Corrente de ar, corrente de tensão. À medida que turbinas eólicas offshore se multiplicam nos mares da Europa e da Ásia, um fenômeno conhecido como “roubo de vento” tem gerado atritos no setor de energia renovável. O efeito ocorre quando um parque eólico situado a montante reduz a velocidade do vento que chega aos vizinhos, impactando negativamente sua produção energética — uma perda que pode chegar a 10%. O jornal O Farol Diário apurou que a questão está começando a gerar conflitos jurídicos e diplomáticos.

O fenômeno técnico por trás dessa disputa é o chamado “efeito esteira”, no qual o ar que passa pelas turbinas sai mais lento e turbulento. Esse padrão pode se estender por até 100 quilômetros, afetando negativamente outros parques instalados na mesma rota do vento predominante. “O vento é mais lento atrás de cada turbina e atrás do parque como um todo”, explicou Peter Baas, da empresa holandesa Whiffle, à BBC.

Com a pressão global para atingir metas de emissões líquidas zero até 2050, a corrida por novos megaparques eólicos parece estar atropelando um princípio básico: o planejamento coordenado. “Estamos dobrando ou triplicando o número de turbinas em pouco tempo, e muitas estão muito próximas”, alertou Pablo Ouro, pesquisador da Universidade de Manchester.
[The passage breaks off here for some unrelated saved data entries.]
//! Rectangular anchor lattice centered in the viewport

use glam::Vec2;

#[derive(Clone, Copy, Debug, PartialEq)]
pub struct Lattice {
    pub cols: u32,
    pub rows: u32,
    pub spacing: f32,
    /// Top-left anchor; the leftover margin is split evenly on both sides
    pub start: Vec2,
}

impl Lattice {
    pub fn for_viewport(width: f32, height: f32, spacing: f32) -> Self {
        let (cols, rows) = if spacing > 0.0 {
            (
                (width.max(0.0) / spacing).floor() as u32,
                (height.max(0.0) / spacing).floor() as u32,
            )
        } else {
            (0, 0)
        };

        let start = Vec2::new(
            (width - cols as f32 * spacing) / 2.0,
            (height - rows as f32 * spacing) / 2.0,
        );

        Self {
            cols,
            rows,
            spacing,
            start,
        }
    }

    pub fn len(&self) -> usize {
        self.cols as usize * self.rows as usize
    }

    pub fn is_empty(&self) -> bool {
        self.len() == 0
    }

    /// Anchor positions, column by column
    pub fn origins(&self) -> impl Iterator<Item = Vec2> + '_ {
        (0..self.cols).flat_map(move |i| {
            (0..self.rows)
                .map(move |j| self.start + Vec2::new(i as f32, j as f32) * self.spacing)
        })
    }
}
Seu projeto busca antecipar os impactos desse fenômeno até 2030, quando milhares de novas turbinas devem entrar em operação nas águas britânicas.

Além do desafio técnico, cresce um impasse político e legal. “Ninguém é dono do vento, mas isso não torna o problema menos real”, afirma o advogado norueguês Eirik Finserås, especializado em disputas energéticas. Conflitos transfronteiriços começam a parecer inevitáveis em regiões como o Mar do Norte, onde turbinas britânicas já influenciam a produção de parques holandeses.

Com turbinas cada vez maiores — algumas com pás de mais de 100 metros, capazes de abastecer até 20 mil residências —, o problema tende a se agravar. A maior eficiência dessas estruturas implica também esteiras mais intensas. Governos da Europa e da China estão atentos, mas ainda não há um consenso regulatório sobre como lidar com o vento como recurso compartilhado.

O exemplo de outros bens comuns do mar, como a pesca e o petróleo, pode servir de guia. Mas enquanto isso não acontece, o alerta está dado: até as soluções mais sustentáveis exigem estratégia e cooperação. Afinal, um futuro verde não pode ser construído às cegas — nem ao sabor dos ventos.